What lines of the data include the string "verbose"? Copy them all.

[Material shown]

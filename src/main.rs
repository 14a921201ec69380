//! notebook - notes, to-dos, search and a calculator from the terminal.

use clap::Parser;
use notebook::cli::Cli;
use notebook::output::{emit_error, infer_command_name_from_args};
use tracing_subscriber::{fmt, prelude::*, EnvFilter};

fn main() {
    let command = infer_command_name_from_args();
    let cli = Cli::parse();

    // Tracing is opt-in via RUST_LOG; --verbose turns on our own debug events.
    // Ignore invalid/huge filters so startup stays robust.
    let fallback = if cli.verbose { "notebook=debug" } else { "off" };
    let filter = std::env::var("RUST_LOG")
        .ok()
        .and_then(|raw| {
            let raw = raw.trim();
            if raw.is_empty() || raw.len() > 4096 {
                return None;
            }
            EnvFilter::try_new(raw).ok()
        })
        .unwrap_or_else(|| EnvFilter::new(fallback));

    tracing_subscriber::registry()
        .with(fmt::layer().with_writer(std::io::stderr))
        .with(filter)
        .init();

    let json = cli.json;
    if let Err(err) = cli.run() {
        let _ = emit_error(&command, &err, json);
        std::process::exit(err.exit_code());
    }
}
//! Tabbed terminal front end (`notebook ui`).

pub mod app;
pub mod view;

pub use app::run;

[/Material shown]

- [Final answer]
    // Tracing is opt-in via RUST_LOG; --verbose turns on our own debug events.
    let fallback = if cli.verbose { "notebook=debug" } else { "off" };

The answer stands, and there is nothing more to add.